(Extracted records)

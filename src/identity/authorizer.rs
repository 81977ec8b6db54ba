use serde::Serialize;
use tracing::debug;

use super::assignments::{AssignmentGraph, EdgeId, EdgeSet};
use super::principal::SubjectId;
use crate::config::RoleInheritance;
use crate::error::Result;
use crate::storage::{EntityRef, NestedSet, NodeId, Partition};

/// Why a check succeeded: the role granted to the subject, the role owning the edge (the
/// same role unless inherited), and the permission the edge points at.
#[derive(Debug, Clone, PartialEq, Eq, Serialize)]
pub struct Grant {
    pub subject_role: NodeId,
    pub role: NodeId,
    pub permission: NodeId,
    pub edge: EdgeId,
}

/// Read-only authorization queries over both partitions and the edge relations.
///
/// Every query takes read guards in the global order Roles, Permissions, Assignments and
/// holds them for the whole evaluation.
pub struct Authorizer<'a> {
    roles: &'a Partition,
    permissions: &'a Partition,
    assignments: &'a AssignmentGraph,
    inheritance: RoleInheritance,
}

/// Roles whose assignments count for a holder of `direct`, in evaluation order, each paired
/// with the directly held role it came from.
fn effective_roles(roles: &NestedSet, direct: &[NodeId], inheritance: RoleInheritance) -> Result<Vec<(NodeId, NodeId)>> {
    let mut out: Vec<(NodeId, NodeId)> = Vec::new();
    for d in direct {
        match inheritance {
            RoleInheritance::None => out.push((*d, *d)),
            RoleInheritance::Descendants => {
                for r in roles.subtree_ids(*d)? {
                    if !out.iter().any(|(_, seen)| *seen == r) { out.push((*d, r)); }
                }
            }
        }
    }
    Ok(out)
}

/// First non-sentinel edge from one of `candidates` to `target` or one of its ancestors.
fn find_grant(perms: &NestedSet, edges: &EdgeSet, candidates: &[(NodeId, NodeId)], target: NodeId) -> Result<Option<Grant>> {
    let target = perms.get(target)?;
    for (subject_role, role) in candidates {
        for (p, edge) in edges.permission_edges_of(*role) {
            if edge == EdgeId::SENTINEL { continue; }
            let Ok(granted) = perms.get(p) else { continue };
            if granted.contains(target) {
                return Ok(Some(Grant { subject_role: *subject_role, role: *role, permission: p, edge }));
            }
        }
    }
    Ok(None)
}

impl<'a> Authorizer<'a> {
    pub fn new(roles: &'a Partition, permissions: &'a Partition, assignments: &'a AssignmentGraph, inheritance: RoleInheritance) -> Self {
        Self { roles, permissions, assignments, inheritance }
    }

    pub fn inheritance(&self) -> RoleInheritance { self.inheritance }

    pub fn has_direct_edge(&self, role: NodeId, permission: NodeId) -> Result<bool> {
        self.assignments.has_direct_edge(role, permission)
    }

    /// True iff a role held by `subject` has an edge to the permission or to one of its
    /// ancestors.
    pub fn check<S: Into<SubjectId>>(&self, permission: &EntityRef, subject: S) -> Result<bool> {
        Ok(self.explain(permission, subject)?.is_some())
    }

    pub fn check_id<S: Into<SubjectId>>(&self, permission: NodeId, subject: S) -> Result<bool> {
        self.check(&EntityRef::Id(permission), subject)
    }

    pub fn explain<S: Into<SubjectId>>(&self, permission: &EntityRef, subject: S) -> Result<Option<Grant>> {
        let subject = subject.into();
        let roles = self.roles.read()?;
        let perms = self.permissions.read()?;
        let edges = self.assignments.read()?;
        let target = permission.resolve(&perms)?;
        let direct = edges.subject_roles(&subject);
        let candidates = effective_roles(&roles, &direct, self.inheritance)?;
        let grant = find_grant(&perms, &edges, &candidates, target)?;
        match &grant {
            Some(g) => debug!(target: "rbacstore::authorizer", "check {} for {}: granted by role {} via permission {} (edge {})", permission, subject, g.role, g.permission, g.edge),
            None => debug!(target: "rbacstore::authorizer", "check {} for {}: denied ({} direct roles)", permission, subject, direct.len()),
        }
        Ok(grant)
    }

    /// Roles directly granted to `subject`, optionally limited to the subtree of `scope`
    /// (scope included).
    pub fn all_roles<S: Into<SubjectId>>(&self, subject: S, scope: Option<&EntityRef>) -> Result<Vec<NodeId>> {
        let subject = subject.into();
        let roles = self.roles.read()?;
        let edges = self.assignments.read()?;
        let direct = edges.subject_roles(&subject);
        let Some(scope) = scope else { return Ok(direct) };
        let scope = roles.get(scope.resolve(&roles)?)?;
        let mut out = Vec::new();
        for r in direct {
            if scope.contains(roles.get(r)?) { out.push(r); }
        }
        Ok(out)
    }

    /// The ancestor rule of `check` applied to a single role, honouring the inheritance
    /// policy.
    pub fn role_has_permission(&self, role: &EntityRef, permission: &EntityRef) -> Result<bool> {
        let roles = self.roles.read()?;
        let perms = self.permissions.read()?;
        let edges = self.assignments.read()?;
        let role = role.resolve(&roles)?;
        let target = permission.resolve(&perms)?;
        let candidates = effective_roles(&roles, &[role], self.inheritance)?;
        Ok(find_grant(&perms, &edges, &candidates, target)?.is_some())
    }
}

--- What to produce ---
Go through the data and show each line that holds "order".

--- Task response ---
/// Every query takes read guards in the global order Roles, Permissions, Assignments and
/// Roles whose assignments count for a holder of `direct`, in evaluation order, each paired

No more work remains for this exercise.